[Records shown]:
//! Error types for the CLI

use event_loop::SchedulerError;
use thiserror::Error;

/// CLI-specific errors
#[derive(Debug, Error)]
pub enum CliError {
    /// A scheduling call in the script was rejected
    #[error("scheduler error: {0}")]
    Scheduler(#[from] SchedulerError),

    /// File I/O error
    #[error("file error: {0}")]
    Io(#[from] std::io::Error),

    /// The script could not be parsed
    #[error("parse error: {0}")]
    Parse(String),

    /// A cancel/ref/unref op named a label that was never scheduled
    #[error("unknown label '{0}'")]
    UnknownLabel(String),
}

impl From<serde_json::Error> for CliError {
    fn from(err: serde_json::Error) -> Self {
        CliError::Parse(err.to_string())
    }
}

impl From<serde_yaml::Error> for CliError {
    fn from(err: serde_yaml::Error) -> Self {
        CliError::Parse(err.to_string())
    }
}

/// Result type for CLI operations
pub type CliResult<T> = Result<T, CliError>;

[Directions]: Print all of the material above exactly as given.

[Solution]:
//! Error types for the CLI

use event_loop::SchedulerError;
use thiserror::Error;

/// CLI-specific errors
#[derive(Debug, Error)]
pub enum CliError {
    /// A scheduling call in the script was rejected
    #[error("scheduler error: {0}")]
    Scheduler(#[from] SchedulerError),

    /// File I/O error
    #[error("file error: {0}")]
    Io(#[from] std::io::Error),

    /// The script could not be parsed
    #[error("parse error: {0}")]
    Parse(String),

    /// A cancel/ref/unref op named a label that was never scheduled
    #[error("unknown label '{0}'")]
    UnknownLabel(String),
}

impl From<serde_json::Error> for CliError {
    fn from(err: serde_json::Error) -> Self {
        CliError::Parse(err.to_string())
    }
}

impl From<serde_yaml::Error> for CliError {
    fn from(err: serde_yaml::Error) -> Self {
        CliError::Parse(err.to_string())
    }
}

/// Result type for CLI operations
pub type CliResult<T> = Result<T, CliError>;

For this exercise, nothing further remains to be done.